## Task details
Every line with the word "true" in it should be extracted from the data that follows.

Stored items from a collection
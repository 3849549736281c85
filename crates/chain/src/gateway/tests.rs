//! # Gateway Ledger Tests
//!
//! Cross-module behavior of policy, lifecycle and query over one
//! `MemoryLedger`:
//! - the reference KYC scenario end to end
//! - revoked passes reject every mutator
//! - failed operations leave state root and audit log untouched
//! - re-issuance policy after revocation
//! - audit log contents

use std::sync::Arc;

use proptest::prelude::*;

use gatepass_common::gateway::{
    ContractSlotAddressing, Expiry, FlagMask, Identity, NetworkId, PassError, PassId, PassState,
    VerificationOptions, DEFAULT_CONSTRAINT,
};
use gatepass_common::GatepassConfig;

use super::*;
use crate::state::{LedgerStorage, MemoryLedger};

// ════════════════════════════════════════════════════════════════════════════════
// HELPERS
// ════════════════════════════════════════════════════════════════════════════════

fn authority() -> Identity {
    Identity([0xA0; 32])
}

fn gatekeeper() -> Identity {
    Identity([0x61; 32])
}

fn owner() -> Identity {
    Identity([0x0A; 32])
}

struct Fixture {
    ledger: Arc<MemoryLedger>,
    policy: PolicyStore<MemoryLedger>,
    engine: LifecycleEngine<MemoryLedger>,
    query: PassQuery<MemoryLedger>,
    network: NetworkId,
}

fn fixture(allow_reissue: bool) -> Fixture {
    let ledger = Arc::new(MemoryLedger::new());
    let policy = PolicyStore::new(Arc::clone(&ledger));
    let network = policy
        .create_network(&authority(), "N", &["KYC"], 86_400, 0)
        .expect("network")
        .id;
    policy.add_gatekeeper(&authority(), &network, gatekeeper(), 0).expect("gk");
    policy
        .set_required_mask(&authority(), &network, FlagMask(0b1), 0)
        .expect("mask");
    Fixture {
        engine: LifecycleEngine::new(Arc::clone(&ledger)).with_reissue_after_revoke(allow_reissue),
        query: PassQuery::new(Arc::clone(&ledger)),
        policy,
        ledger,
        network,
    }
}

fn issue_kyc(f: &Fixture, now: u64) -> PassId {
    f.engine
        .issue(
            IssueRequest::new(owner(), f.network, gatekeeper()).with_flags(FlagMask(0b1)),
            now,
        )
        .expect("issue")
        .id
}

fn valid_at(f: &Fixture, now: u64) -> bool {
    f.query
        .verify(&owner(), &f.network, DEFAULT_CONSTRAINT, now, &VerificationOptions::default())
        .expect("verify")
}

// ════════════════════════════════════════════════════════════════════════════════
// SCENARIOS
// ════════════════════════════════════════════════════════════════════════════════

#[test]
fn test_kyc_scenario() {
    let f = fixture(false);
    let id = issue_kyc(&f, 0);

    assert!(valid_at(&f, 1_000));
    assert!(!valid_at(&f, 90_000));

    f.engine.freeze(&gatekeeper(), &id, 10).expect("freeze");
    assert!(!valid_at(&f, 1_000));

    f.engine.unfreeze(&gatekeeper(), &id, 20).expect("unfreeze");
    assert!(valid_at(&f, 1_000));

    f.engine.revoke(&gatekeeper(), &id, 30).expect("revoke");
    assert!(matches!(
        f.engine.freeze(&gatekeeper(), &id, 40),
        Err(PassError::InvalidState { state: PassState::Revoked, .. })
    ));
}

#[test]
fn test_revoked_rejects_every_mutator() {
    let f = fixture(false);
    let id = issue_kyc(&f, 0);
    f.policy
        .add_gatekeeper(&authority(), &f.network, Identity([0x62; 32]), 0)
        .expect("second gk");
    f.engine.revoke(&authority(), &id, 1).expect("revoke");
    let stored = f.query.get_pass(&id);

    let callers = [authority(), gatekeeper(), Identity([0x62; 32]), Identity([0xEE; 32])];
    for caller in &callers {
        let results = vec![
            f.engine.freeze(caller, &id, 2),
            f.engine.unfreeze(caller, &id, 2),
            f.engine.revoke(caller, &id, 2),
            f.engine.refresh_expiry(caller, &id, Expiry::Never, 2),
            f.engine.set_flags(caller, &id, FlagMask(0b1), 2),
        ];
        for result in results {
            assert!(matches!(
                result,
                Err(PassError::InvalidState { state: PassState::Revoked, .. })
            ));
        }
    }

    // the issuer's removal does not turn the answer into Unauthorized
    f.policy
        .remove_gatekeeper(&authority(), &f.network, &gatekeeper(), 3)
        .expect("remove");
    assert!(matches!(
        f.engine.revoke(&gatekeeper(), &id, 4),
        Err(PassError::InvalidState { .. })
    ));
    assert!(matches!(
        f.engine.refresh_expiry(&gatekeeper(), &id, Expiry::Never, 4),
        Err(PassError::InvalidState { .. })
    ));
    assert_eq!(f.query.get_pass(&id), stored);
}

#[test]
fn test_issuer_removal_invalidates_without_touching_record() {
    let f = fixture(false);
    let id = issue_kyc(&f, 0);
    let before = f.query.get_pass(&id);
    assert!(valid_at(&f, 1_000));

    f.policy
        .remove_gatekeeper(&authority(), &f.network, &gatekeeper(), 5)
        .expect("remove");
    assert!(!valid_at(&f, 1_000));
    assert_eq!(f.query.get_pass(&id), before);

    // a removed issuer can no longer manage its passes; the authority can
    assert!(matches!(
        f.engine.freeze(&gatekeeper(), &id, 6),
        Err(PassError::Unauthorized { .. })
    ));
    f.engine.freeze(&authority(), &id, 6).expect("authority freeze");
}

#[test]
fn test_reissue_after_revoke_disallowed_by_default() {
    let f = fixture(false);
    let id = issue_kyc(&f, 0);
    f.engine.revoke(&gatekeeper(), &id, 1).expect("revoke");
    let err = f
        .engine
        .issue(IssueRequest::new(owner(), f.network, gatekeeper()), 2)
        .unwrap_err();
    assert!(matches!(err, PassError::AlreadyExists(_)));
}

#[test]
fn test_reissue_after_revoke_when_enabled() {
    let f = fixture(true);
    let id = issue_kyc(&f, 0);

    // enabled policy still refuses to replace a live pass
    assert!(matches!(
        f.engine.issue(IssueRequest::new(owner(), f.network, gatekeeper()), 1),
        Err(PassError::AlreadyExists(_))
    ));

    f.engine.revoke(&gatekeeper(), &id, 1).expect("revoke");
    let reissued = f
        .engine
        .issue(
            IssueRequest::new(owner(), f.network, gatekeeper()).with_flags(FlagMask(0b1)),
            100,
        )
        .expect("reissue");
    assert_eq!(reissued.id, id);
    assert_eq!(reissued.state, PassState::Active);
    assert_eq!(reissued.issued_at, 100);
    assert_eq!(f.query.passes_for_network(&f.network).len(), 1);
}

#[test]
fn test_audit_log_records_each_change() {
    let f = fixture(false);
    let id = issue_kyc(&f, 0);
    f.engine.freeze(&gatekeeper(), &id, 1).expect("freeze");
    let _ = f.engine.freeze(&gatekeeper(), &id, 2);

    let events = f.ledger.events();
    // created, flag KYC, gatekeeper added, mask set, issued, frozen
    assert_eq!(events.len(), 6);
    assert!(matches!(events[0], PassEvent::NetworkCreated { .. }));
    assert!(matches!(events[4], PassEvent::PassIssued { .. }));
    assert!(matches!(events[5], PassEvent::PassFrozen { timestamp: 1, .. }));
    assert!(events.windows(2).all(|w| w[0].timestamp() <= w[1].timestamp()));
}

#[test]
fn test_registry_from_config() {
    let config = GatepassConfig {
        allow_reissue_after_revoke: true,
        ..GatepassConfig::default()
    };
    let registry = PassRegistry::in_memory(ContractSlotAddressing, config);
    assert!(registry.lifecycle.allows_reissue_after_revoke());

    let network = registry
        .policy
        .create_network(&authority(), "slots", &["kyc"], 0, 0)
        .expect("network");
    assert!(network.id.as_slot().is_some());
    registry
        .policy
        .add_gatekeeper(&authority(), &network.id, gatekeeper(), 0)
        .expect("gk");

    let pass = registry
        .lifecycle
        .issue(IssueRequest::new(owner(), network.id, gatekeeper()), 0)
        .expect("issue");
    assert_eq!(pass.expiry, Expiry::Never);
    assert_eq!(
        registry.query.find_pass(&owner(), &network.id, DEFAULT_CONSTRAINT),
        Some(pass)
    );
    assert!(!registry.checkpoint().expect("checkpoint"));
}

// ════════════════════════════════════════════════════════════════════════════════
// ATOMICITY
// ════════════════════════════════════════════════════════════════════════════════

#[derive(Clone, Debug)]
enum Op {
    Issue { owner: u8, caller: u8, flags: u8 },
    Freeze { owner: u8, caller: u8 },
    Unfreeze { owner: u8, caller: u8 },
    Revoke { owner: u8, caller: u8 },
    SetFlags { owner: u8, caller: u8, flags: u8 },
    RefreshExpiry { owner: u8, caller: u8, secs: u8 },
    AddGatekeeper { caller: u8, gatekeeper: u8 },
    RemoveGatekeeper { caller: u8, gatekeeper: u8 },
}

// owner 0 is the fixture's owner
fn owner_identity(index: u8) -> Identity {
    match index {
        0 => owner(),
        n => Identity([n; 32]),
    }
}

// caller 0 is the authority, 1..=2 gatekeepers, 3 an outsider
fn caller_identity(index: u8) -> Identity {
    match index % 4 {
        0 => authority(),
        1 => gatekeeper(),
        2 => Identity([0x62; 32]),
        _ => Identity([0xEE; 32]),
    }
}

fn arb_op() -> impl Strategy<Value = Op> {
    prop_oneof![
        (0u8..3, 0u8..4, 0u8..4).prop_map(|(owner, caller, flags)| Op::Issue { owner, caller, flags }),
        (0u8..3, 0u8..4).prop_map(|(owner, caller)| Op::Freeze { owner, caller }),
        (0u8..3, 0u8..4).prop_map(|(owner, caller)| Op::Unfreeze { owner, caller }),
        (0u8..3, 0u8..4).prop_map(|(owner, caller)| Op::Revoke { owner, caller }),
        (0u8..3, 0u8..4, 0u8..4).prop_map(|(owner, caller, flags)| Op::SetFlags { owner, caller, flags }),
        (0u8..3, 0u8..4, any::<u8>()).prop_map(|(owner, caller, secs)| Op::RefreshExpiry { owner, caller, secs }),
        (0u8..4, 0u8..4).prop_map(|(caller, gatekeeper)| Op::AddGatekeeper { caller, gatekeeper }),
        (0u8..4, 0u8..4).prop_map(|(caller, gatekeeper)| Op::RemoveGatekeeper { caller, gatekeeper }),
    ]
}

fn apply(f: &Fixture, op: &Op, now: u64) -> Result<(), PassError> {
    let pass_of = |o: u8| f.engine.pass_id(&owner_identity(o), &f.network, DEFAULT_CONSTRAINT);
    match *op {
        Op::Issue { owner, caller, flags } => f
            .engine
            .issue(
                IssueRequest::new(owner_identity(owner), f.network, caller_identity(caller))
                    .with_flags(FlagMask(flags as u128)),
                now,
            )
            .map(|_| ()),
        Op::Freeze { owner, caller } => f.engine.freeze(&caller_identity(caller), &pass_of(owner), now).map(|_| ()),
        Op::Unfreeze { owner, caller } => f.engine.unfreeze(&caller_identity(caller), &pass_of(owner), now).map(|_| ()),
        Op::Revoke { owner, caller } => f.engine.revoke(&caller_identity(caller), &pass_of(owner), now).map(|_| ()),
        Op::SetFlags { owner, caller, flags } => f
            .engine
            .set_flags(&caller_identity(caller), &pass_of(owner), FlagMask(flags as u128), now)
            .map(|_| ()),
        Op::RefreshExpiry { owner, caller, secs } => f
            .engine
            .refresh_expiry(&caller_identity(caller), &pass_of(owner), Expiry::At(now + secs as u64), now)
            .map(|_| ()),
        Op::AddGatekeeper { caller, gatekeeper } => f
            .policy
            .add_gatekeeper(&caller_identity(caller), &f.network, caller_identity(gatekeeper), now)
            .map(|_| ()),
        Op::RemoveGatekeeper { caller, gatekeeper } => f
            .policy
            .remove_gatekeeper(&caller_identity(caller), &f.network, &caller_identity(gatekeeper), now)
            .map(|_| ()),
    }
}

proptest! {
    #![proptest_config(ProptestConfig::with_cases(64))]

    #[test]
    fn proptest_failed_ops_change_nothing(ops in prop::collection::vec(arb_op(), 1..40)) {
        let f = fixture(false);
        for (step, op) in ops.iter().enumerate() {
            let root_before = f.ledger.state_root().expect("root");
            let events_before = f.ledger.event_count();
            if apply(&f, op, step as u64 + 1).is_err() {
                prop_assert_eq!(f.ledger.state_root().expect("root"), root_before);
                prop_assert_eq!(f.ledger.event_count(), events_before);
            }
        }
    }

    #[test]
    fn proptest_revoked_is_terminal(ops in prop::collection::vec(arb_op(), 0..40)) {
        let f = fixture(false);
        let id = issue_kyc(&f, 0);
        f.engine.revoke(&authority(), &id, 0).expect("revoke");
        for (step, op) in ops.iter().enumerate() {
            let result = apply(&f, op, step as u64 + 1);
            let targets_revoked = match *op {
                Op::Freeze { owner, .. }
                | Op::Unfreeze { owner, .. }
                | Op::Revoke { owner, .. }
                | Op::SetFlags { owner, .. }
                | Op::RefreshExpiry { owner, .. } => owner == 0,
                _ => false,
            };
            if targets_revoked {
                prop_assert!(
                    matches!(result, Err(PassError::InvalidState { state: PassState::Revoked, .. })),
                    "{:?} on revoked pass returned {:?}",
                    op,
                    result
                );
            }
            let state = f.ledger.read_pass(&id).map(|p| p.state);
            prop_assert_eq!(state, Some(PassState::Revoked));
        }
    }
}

## Solution to this problem
    let f = fixture(true);
        allow_reissue_after_revoke: true,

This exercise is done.